WORK TASK: Return, word for word, only the lines of the data below that lie between the line with "pub fn set_user_id(&self, value: &str)" and the line with "pub fn biometric_enabled(&self)", those two lines included.

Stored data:
=-=-=-=-=
//! Draft state of the multi-step registration flow.
//!
//! Transient and in-memory only; discarded after submission.

/// Enrollment form data, including optional biometric sample captures.
#[derive(Debug, Clone, Default)]
pub struct EnrollmentData {
    pub username: String,
    pub passcode: String,
    pub confirm_passcode: String,
    pub voice_data: Option<Vec<u8>>,
    pub face_data: Option<Vec<u8>>,
    pub agreed_to_terms: bool,
}

impl EnrollmentData {
    pub fn is_credentials_valid(&self) -> bool {
        self.username.len() >= 3
            && self.passcode.len() >= 8
            && self.passcode == self.confirm_passcode
    }

    pub fn is_voice_enrolled(&self) -> bool {
        self.voice_data.is_some()
    }

    pub fn is_face_enrolled(&self) -> bool {
        self.face_data.is_some()
    }

    pub fn is_complete(&self) -> bool {
        self.is_credentials_valid()
            && self.is_voice_enrolled()
            && self.is_face_enrolled()
            && self.agreed_to_terms
    }
}
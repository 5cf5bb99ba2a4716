use std::path::PathBuf;

/// A.D.A. data directory (~/.ada)
pub fn ada_dir() -> PathBuf {
    std::env::var_os("HOME")
        .or_else(|| std::env::var_os("USERPROFILE"))
        .map(PathBuf::from)
        .unwrap_or_else(std::env::temp_dir)
        .join(".ada")
}

/// config.json path
pub fn config_json_path() -> PathBuf {
    ada_dir().join("config.json")
}

/// Encrypted preference file path
pub fn prefs_path() -> PathBuf {
    ada_dir().join("prefs.json")
}

/// Preference encryption key file path
pub fn prefs_key_path() -> PathBuf {
    ada_dir().join(".prefs_key")
}

/// Ensure the ada directory exists
pub fn ensure_ada_dir() -> std::io::Result<PathBuf> {
    let dir = ada_dir();
    std::fs::create_dir_all(&dir)?;
    Ok(dir)
}
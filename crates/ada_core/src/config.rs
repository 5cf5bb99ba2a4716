use serde::{Deserialize, Serialize};

use crate::paths::config_json_path;

#[derive(Debug, Clone, Serialize, Deserialize)]
pub struct ServerConfig {
    pub host: String,
    pub proxy_port: u16,
    pub main_port: u16,
    pub api_key: String,
    #[serde(default = "default_app_version")]
    pub app_version: String,
}

fn default_app_version() -> String {
    env!("CARGO_PKG_VERSION").to_string()
}

impl Default for ServerConfig {
    fn default() -> Self {
        Self::new()
    }
}

impl ServerConfig {
    pub fn new() -> Self {
        let mut config = ServerConfig {
            host: "127.0.0.1".to_string(),
            proxy_port: 8765,
            main_port: 8080,
            api_key: String::new(),
            app_version: default_app_version(),
        };

        let json_path = config_json_path();
        if json_path.exists() {
            if let Ok(content) = std::fs::read_to_string(&json_path) {
                if let Ok(file_config) = serde_json::from_str::<ServerConfig>(&content) {
                    config = file_config;
                }
            }
        }

        if let Ok(host) = std::env::var("ADA_SERVER_HOST") {
            config.host = host;
        }
        if let Ok(port) = std::env::var("ADA_PROXY_PORT") {
            if let Ok(port) = port.trim().parse() {
                config.proxy_port = port;
            }
        }
        if let Ok(port) = std::env::var("ADA_MAIN_PORT") {
            if let Ok(port) = port.trim().parse() {
                config.main_port = port;
            }
        }
        if let Ok(api_key) = std::env::var("ADA_API_KEY") {
            config.api_key = api_key;
        }
        config
    }

    /// Base URL for HTTP API calls (android proxy port).
    pub fn http_url(&self) -> String {
        format!("http://{}:{}", self.host, self.proxy_port)
    }

    /// Websocket URL for the realtime channel (main server port).
    pub fn ws_url(&self) -> String {
        format!("ws://{}:{}/ws", self.host, self.main_port)
    }
}
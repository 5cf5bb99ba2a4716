use chrono::{DateTime, Utc};

/// Connection state of the realtime channel.
/// Reset to Disconnected on process start; mutated only by the socket task
/// (and by an explicit `disconnect()`).
#[derive(Debug, Clone, Copy, PartialEq, Eq, Default)]
pub enum ConnectionState {
    #[default]
    Disconnected,
    Connecting,
    Connected,
    Error,
}

/// Observed link quality, updated on every completed HTTP call and on
/// socket open.
#[derive(Debug, Clone, Default)]
pub struct Telemetry {
    pub latency_ms: u32,
    pub last_heartbeat: Option<DateTime<Utc>>,
    pub server_version: Option<String>,
}
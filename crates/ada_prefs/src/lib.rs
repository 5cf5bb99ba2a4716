//! Secure storage for authentication tokens and user preferences.
//!
//! Values are encrypted at rest (AES-256-GCM per value). There is no
//! in-memory cache: every accessor reads the backing file, so concurrent
//! store handles over the same directory observe each other's writes.

pub mod error;

use std::collections::BTreeMap;
use std::path::{Path, PathBuf};

use ada_core::encryption;
use ada_core::paths;

pub use error::{PrefsError, Result};

const KEY_AUTH_TOKEN: &str = "auth_token";
const KEY_USERNAME: &str = "username";
const KEY_USER_ID: &str = "user_id";
const KEY_EMAIL: &str = "email";
const KEY_HAS_ACCOUNT: &str = "has_existing_account";
const KEY_BIOMETRIC_ENABLED: &str = "biometric_enabled";
const KEY_PUSH_TOKEN: &str = "push_token";
const KEY_PUSH_REGISTERED: &str = "push_token_registered";
const KEY_SERVER_URL: &str = "server_url";

pub struct PrefStore {
    prefs_path: PathBuf,
    key: Vec<u8>,
}

impl PrefStore {
    /// Open the store in the default data directory (~/.ada).
    pub fn open_default() -> Result<Self> {
        paths::ensure_ada_dir()?;
        Self::open_at(paths::prefs_path(), paths::prefs_key_path())
    }

    /// Open the store under an explicit directory.
    pub fn open(dir: &Path) -> Result<Self> {
        Self::open_at(dir.join("prefs.json"), dir.join(".prefs_key"))
    }

    fn open_at(prefs_path: PathBuf, key_path: PathBuf) -> Result<Self> {
        let key = encryption::load_or_create_key(&key_path)
            .map_err(|e| PrefsError::Crypto(e.to_string()))?;
        Ok(PrefStore { prefs_path, key })
    }

    // Authentication

    pub fn auth_token(&self) -> Result<Option<String>> {
        self.get(KEY_AUTH_TOKEN)
    }

    pub fn set_auth_token(&self, value: &str) -> Result<()> {
        self.set(KEY_AUTH_TOKEN, value)
    }

    pub fn username(&self) -> Result<Option<String>> {
        self.get(KEY_USERNAME)
    }

    pub fn set_username(&self, value: &str) -> Result<()> {
        self.set(KEY_USERNAME, value)
    }

    pub fn user_id(&self) -> Result<Option<String>> {
        self.get(KEY_USER_ID)
    }

    pub fn set_user_id(&self, value: &str) -> Result<()> {
        self.set(KEY_USER_ID, value)
    }

    pub fn email(&self) -> Result<Option<String>> {
        self.get(KEY_EMAIL)
    }

    pub fn set_email(&self, value: &str) -> Result<()> {
        self.set(KEY_EMAIL, value)
    }

    pub fn has_existing_account(&self) -> Result<bool> {
        self.get_bool(KEY_HAS_ACCOUNT)
    }

    pub fn set_has_existing_account(&self, value: bool) -> Result<()> {
        self.set_bool(KEY_HAS_ACCOUNT, value)
    }

    pub fn biometric_enabled(&self) -> Result<bool> {
        self.get_bool(KEY_BIOMETRIC_ENABLED)
    }

    pub fn set_biometric_enabled(&self, value: bool) -> Result<()> {
        self.set_bool(KEY_BIOMETRIC_ENABLED, value)
    }

    // Push token

    pub fn push_token(&self) -> Result<Option<String>> {
        self.get(KEY_PUSH_TOKEN)
    }

    pub fn set_push_token(&self, value: &str) -> Result<()> {
        self.set(KEY_PUSH_TOKEN, value)
    }

    pub fn push_token_registered(&self) -> Result<bool> {
        self.get_bool(KEY_PUSH_REGISTERED)
    }

    pub fn set_push_token_registered(&self, value: bool) -> Result<()> {
        self.set_bool(KEY_PUSH_REGISTERED, value)
    }

    // Server configuration

    pub fn server_url(&self) -> Result<Option<String>> {
        self.get(KEY_SERVER_URL)
    }

    pub fn set_server_url(&self, value: &str) -> Result<()> {
        self.set(KEY_SERVER_URL, value)
    }

    /// Check if user is logged in: token and username both present.
    pub fn is_logged_in(&self) -> bool {
        let token = self.auth_token().ok().flatten().unwrap_or_default();
        let username = self.username().ok().flatten().unwrap_or_default();
        !token.is_empty() && !username.is_empty()
    }

    /// Clear authentication data (logout).
    /// Username and the account flag are kept for re-login.
    pub fn clear_auth(&self) -> Result<()> {
        let mut map = self.load_map()?;
        map.remove(KEY_AUTH_TOKEN);
        map.remove(KEY_USER_ID);
        self.store_map(&map)
    }

    /// Clear all data (complete reset).
    pub fn clear_all(&self) -> Result<()> {
        if self.prefs_path.exists() {
            std::fs::remove_file(&self.prefs_path)?;
        }
        Ok(())
    }

    fn get(&self, key: &str) -> Result<Option<String>> {
        let map = self.load_map()?;
        match map.get(key) {
            Some(encrypted) => {
                let value = encryption::decrypt(&self.key, encrypted)
                    .map_err(|e| PrefsError::Crypto(e.to_string()))?;
                Ok(Some(value))
            }
            None => Ok(None),
        }
    }

    fn set(&self, key: &str, value: &str) -> Result<()> {
        let mut map = self.load_map()?;
        let encrypted = encryption::encrypt(&self.key, value)
            .map_err(|e| PrefsError::Crypto(e.to_string()))?;
        map.insert(key.to_string(), encrypted);
        self.store_map(&map)
    }

    fn get_bool(&self, key: &str) -> Result<bool> {
        Ok(self.get(key)?.as_deref() == Some("true"))
    }

    fn set_bool(&self, key: &str, value: bool) -> Result<()> {
        self.set(key, if value { "true" } else { "false" })
    }

    fn load_map(&self) -> Result<BTreeMap<String, String>> {
        if !self.prefs_path.exists() {
            return Ok(BTreeMap::new());
        }
        let content = std::fs::read_to_string(&self.prefs_path)?;
        Ok(serde_json::from_str(&content)?)
    }

    fn store_map(&self, map: &BTreeMap<String, String>) -> Result<()> {
        if let Some(parent) = self.prefs_path.parent() {
            std::fs::create_dir_all(parent)?;
        }
        let content = serde_json::to_string_pretty(map)?;
        std::fs::write(&self.prefs_path, content)?;
        Ok(())
    }
}
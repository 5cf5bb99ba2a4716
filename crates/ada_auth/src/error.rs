//! Auth manager error types

use thiserror::Error;

/// Internal error taxonomy. The UI layer only ever sees the rendered
/// message string via [`crate::AuthState::error`].
#[derive(Error, Debug)]
pub enum AuthError {
    #[error("Connection failed: {0}")]
    Connection(#[from] ada_client::ClientError),

    #[error("{0}")]
    Rejected(String),

    #[error("{0}")]
    Validation(String),

    #[error("Login response did not include a token")]
    MissingToken,

    #[error("Storage error: {0}")]
    Prefs(#[from] ada_prefs::PrefsError),
}
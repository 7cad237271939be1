//! Configuration schema definitions.
//!
//! `GlobalConfig` holds the defaults applied to connections that do not set
//! their own tunables, plus the timing of the background sweep. All fields
//! derive Serde traits for deserialization from config files.

use serde::{Deserialize, Serialize};

use crate::types::ExpiryStrategy;

/// Process-wide breaker defaults.
#[derive(Debug, Clone, PartialEq, Deserialize, Serialize)]
#[serde(default)]
pub struct GlobalConfig {
    /// Consecutive failures before a circuit opens.
    /// `None` disables count-based opening.
    pub max_attempts: Option<u32>,

    /// How long an opened circuit stays open, in milliseconds.
    pub expiry_ms: u64,

    /// Interval between background sweeps, in milliseconds.
    pub cleanup_interval_ms: u64,

    /// Connections with no activity for this long are evicted, in milliseconds.
    pub inactive_threshold_ms: u64,

    /// Strategy given to connections registered without one.
    pub expiry_strategy: ExpiryStrategy,

    /// Growth factor given to progressive connections registered without one.
    pub backoff_factor: f64,
}

impl Default for GlobalConfig {
    fn default() -> Self {
        Self {
            max_attempts: Some(5),
            expiry_ms: 60_000,
            cleanup_interval_ms: 10_000,
            inactive_threshold_ms: 86_400_000, // 24 hours
            expiry_strategy: ExpiryStrategy::Fixed,
            backoff_factor: 2.0,
        }
    }
}
//! Observability subsystem.
//!
//! # Data Flow
//! ```text
//! Connection manager, dispatcher and sweep produce:
//!     → tracing events (structured fields: connection, scope, from, to)
//!     → metrics.rs (counters, gauges)
//!
//! Consumers:
//!     → logging.rs subscriber (stdout, text or JSON)
//!     → whatever metrics recorder the application installs
//! ```
//!
//! # Design Decisions
//! - Transitions to Open log at warn, recovery at info, bookkeeping at debug
//! - Metrics are cheap (no-ops without a recorder)

pub mod logging;
pub mod metrics;
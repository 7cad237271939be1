//! Structured logging.
//!
//! # Responsibilities
//! - Initialize the tracing subscriber for applications embedding the breaker
//! - Configure log level from `RUST_LOG`, falling back to a default directive
//!
//! # Design Decisions
//! - Uses tracing crate for structured logging
//! - JSON format for production, pretty format for development
//! - Initialisation is fallible instead of panicking when a subscriber already exists

use tracing_subscriber::{fmt, layer::SubscriberExt, util::SubscriberInitExt, EnvFilter};

pub use tracing_subscriber::util::TryInitError;

/// Default directive when `RUST_LOG` is unset.
pub const DEFAULT_DIRECTIVE: &str = "connection_breaker=info";

/// Install a global subscriber. `RUST_LOG` takes precedence over `directive`.
pub fn init_logging(directive: &str, json: bool) -> Result<(), TryInitError> {
    let filter = EnvFilter::try_from_default_env().unwrap_or_else(|_| directive.into());

    let json_layer = json.then(|| fmt::layer().json());
    let text_layer = (!json).then(fmt::layer);

    tracing_subscriber::registry()
        .with(filter)
        .with(json_layer)
        .with(text_layer)
        .try_init()
}
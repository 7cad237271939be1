//! Millisecond timestamps for connection records and events.
//!
//! Wall-clock time is sampled once when the clock is created and then
//! advanced with `tokio::time::Instant`. Timestamps therefore never go
//! backwards, and paused-time tests move them with `tokio::time::advance`.

use std::time::{SystemTime, UNIX_EPOCH};
use tokio::time::Instant;

/// Monotonic clock reporting milliseconds since the Unix epoch.
#[derive(Debug, Clone, Copy)]
pub struct Clock {
    origin: Instant,
    origin_ms: u64,
}

impl Clock {
    /// Create a clock anchored at the current time.
    pub fn new() -> Self {
        let origin_ms = SystemTime::now()
            .duration_since(UNIX_EPOCH)
            .unwrap_or_default()
            .as_millis() as u64;

        Self {
            origin: Instant::now(),
            origin_ms,
        }
    }

    /// Current time in milliseconds.
    pub fn now_ms(&self) -> u64 {
        self.origin_ms
            .saturating_add(self.origin.elapsed().as_millis() as u64)
    }
}

impl Default for Clock {
    fn default() -> Self {
        Self::new()
    }
}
=-=-=-=-=
EXERCISE ANSWER:
    pub fn set_user_id(&self, value: &str) -> Result<()> {
        self.set(KEY_USER_ID, value)
    }

    pub fn email(&self) -> Result<Option<String>> {
        self.get(KEY_EMAIL)
    }

    pub fn set_email(&self, value: &str) -> Result<()> {
        self.set(KEY_EMAIL, value)
    }

    pub fn has_existing_account(&self) -> Result<bool> {
        self.get_bool(KEY_HAS_ACCOUNT)
    }

    pub fn set_has_existing_account(&self, value: bool) -> Result<()> {
        self.set_bool(KEY_HAS_ACCOUNT, value)
    }

    pub fn biometric_enabled(&self) -> Result<bool> {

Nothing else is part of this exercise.